Monthly Archives: February 2013

If you are God’s child…—Lent 1, 17 February 2013 (Year C)

Deuteronomy 26.1–11
Luke 4.1–13


Today, we heard the story of Jesus being tempted in the wilderness, but—what happened just before that?

Jesus was baptised, that’s what. This is how Luke tells that story (3.21–22):

Now when all the people were baptized, and when Jesus also had been baptized and was praying, the heaven was opened, and the Holy Spirit descended upon him in bodily form like a dove. And a voice came from heaven, ‘You are my Son, the Beloved; with you I am well pleased.’
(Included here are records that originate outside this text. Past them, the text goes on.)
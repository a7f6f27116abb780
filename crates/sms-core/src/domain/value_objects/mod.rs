//! Value Objects module
//!
//! Immutable, validated domain primitives.

pub mod phone;
pub mod sender;

pub use phone::{normalize, PhoneNumber, DEFAULT_COUNTRY_CODE};
pub use sender::{validate_sender, SenderName, SenderVerdict, Severity};

use serde::{Deserialize, Serialize};

/// How a line's markup is expressed
#[derive(Clone, Copy, Debug, Default, PartialEq, Eq, Hash, Serialize, Deserialize)]
pub enum MarginMode {
    /// Percentage of the base amount
    #[default]
    Percentage,
    /// Flat amount per unit
    Amount,
}

/// Identifier value object for entities
#[derive(Clone, Debug, PartialEq, Eq, Hash, Serialize, Deserialize)]
#[serde(transparent)]
pub struct EntityId(String);

impl EntityId {
    pub fn new() -> Self {
        Self(uuid::Uuid::new_v4().to_string())
    }

    pub fn from_string(id: impl Into<String>) -> Self {
        Self(id.into())
    }

    pub fn as_str(&self) -> &str {
        &self.0
    }
}

impl Default for EntityId {
    fn default() -> Self {
        Self::new()
    }
}

impl std::fmt::Display for EntityId {
    fn fmt(&self, f: &mut std::fmt::Formatter<'_>) -> std::fmt::Result {
        write!(f, "{}", self.0)
    }
}
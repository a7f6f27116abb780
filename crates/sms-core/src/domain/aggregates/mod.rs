//! Aggregates module

pub mod campaign;
pub mod pricing_line;
pub mod reminder;

pub use campaign::{money, Campaign, CampaignStatus, MessagePreview};
pub use pricing_line::{PricingLine, SmsStatus, NEW_ROW_MARGIN_PERCENT};
pub use reminder::{
    event_is_eligible, parse_reminder_times, reminder_context, CalendarEvent, EventContact, EventDetails,
    RecipientKind, ReminderSettings, ReminderStats, ReminderWindow,
};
In the Gospel stories, “a voice from heaven” is the Voice of God. God says to Jesus, “You are my Son…”

And just over the page, the Devil says to Jesus in the wilderness:

If you are God’s Son…

“If” is a big word. The seeds of doubt are trying to be sown. But Jesus responds with words of Scripture. He says,

It is written…

One does not live by bread alone.

Worship the Lord your God,
and serve only him.

Do not put the Lord your God to the test.

Jesus counters temptation with Scripture in the wilderness. He is God’s Son, and he comes through unscathed.
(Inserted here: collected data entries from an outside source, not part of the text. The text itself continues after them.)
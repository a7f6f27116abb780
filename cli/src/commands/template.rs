//! Template commands

use serde::Serialize;
use sms_core::domain::services::{
    segment_count, TemplateContext, CAMPAIGN_REQUIRED_VARIABLES, CAMPAIGN_VARIABLES, REMINDER_VARIABLES,
};
use sms_core::{render, validate_template, SmsConfig};

use crate::output::{self, OutputFormat};
use crate::{TemplateCommands, TemplateKind};

#[derive(Debug, Serialize)]
struct Rendered {
    message: String,
    length: usize,
    segments: usize,
}

/// Parse `key=value` pairs; the value may itself contain `=`
fn parse_vars(vars: &[String]) -> Result<TemplateContext, String> {
    vars.iter()
        .map(|pair| {
            pair.split_once('=')
                .map(|(k, v)| (k.trim().to_string(), v.to_string()))
                .filter(|(k, _)| !k.is_empty())
                .ok_or_else(|| format!("expected KEY=VALUE, got '{}'", pair))
        })
        .collect()
}

pub fn handle(action: TemplateCommands, config: &SmsConfig, format: OutputFormat) -> Result<(), String> {
    match action {
        TemplateCommands::Render { template, vars } => {
            let context = parse_vars(&vars)?;
            let message = render(&template, &context);
            let length = message.chars().count();
            let result = Rendered {
                segments: segment_count(length, config.segment_threshold),
                length,
                message,
            };
            let rows = output::key_value(vec![
                ("Message", result.message.clone()),
                ("Length", result.length.to_string()),
                ("Segments", result.segments.to_string()),
            ]);
            format.print(&result, &[], rows)
        }
        TemplateCommands::Check { template, kind } => {
            let (known, required) = match kind {
                TemplateKind::Campaign => (CAMPAIGN_VARIABLES, CAMPAIGN_REQUIRED_VARIABLES),
                TemplateKind::Reminder => (REMINDER_VARIABLES, &[][..]),
            };
            let report = validate_template(&template, known, required, config.segment_threshold);
            let rows = output::key_value(vec![
                ("Clean", output::yes_no(report.is_clean())),
                ("Missing required", report.missing_required.join(", ")),
                ("Unknown", report.unknown_placeholders.join(", ")),
                ("Length", report.length.to_string()),
                ("Segments", report.segments.to_string()),
            ]);
            format.print(&report, &[], rows)
        }
    }
}

#[cfg(test)]
mod tests {
    use super::*;

    #[test]
    fn test_parse_vars() {
        let context = parse_vars(&["name=Ana".into(), "url=a=b".into()]).unwrap();
        assert_eq!(context["name"], "Ana");
        assert_eq!(context["url"], "a=b");
    }

    #[test]
    fn test_parse_vars_rejects_missing_separator() {
        assert!(parse_vars(&["name".into()]).is_err());
        assert!(parse_vars(&["=x".into()]).is_err());
    }

    #[test]
    fn test_check_is_a_report_not_an_error() {
        let action = TemplateCommands::Check { template: "{{nope}}".into(), kind: TemplateKind::Campaign };
        assert!(handle(action, &SmsConfig::default(), OutputFormat::Json).is_ok());
    }
}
Today, we baptised E and E, and in doing that we declared that they are united with Jesus Christ and therefore daughters of God. And we can say the same of every baptised person here today.

But sooner or later, everyone who has been baptised finds themselves in the wilderness. Am I really a daughter of God? Could I be part of God’s family? Surely I’ve done wrong things, I’ve doubted too much, I’m not good enough. Soon it becomes It’s a load of hooey, I don’t believe all that kind of thing any more.

When Jesus was baptised, God declared him to be God’s Son. And we have authority given by God to declare E and E to be adopted daughters of God.

We’re declaring this right at the beginning of Lent. Lent is the forty-day period that we set aside for self-examination. Why is Lent forty days long? Because Jesus was in the wilderness for forty days.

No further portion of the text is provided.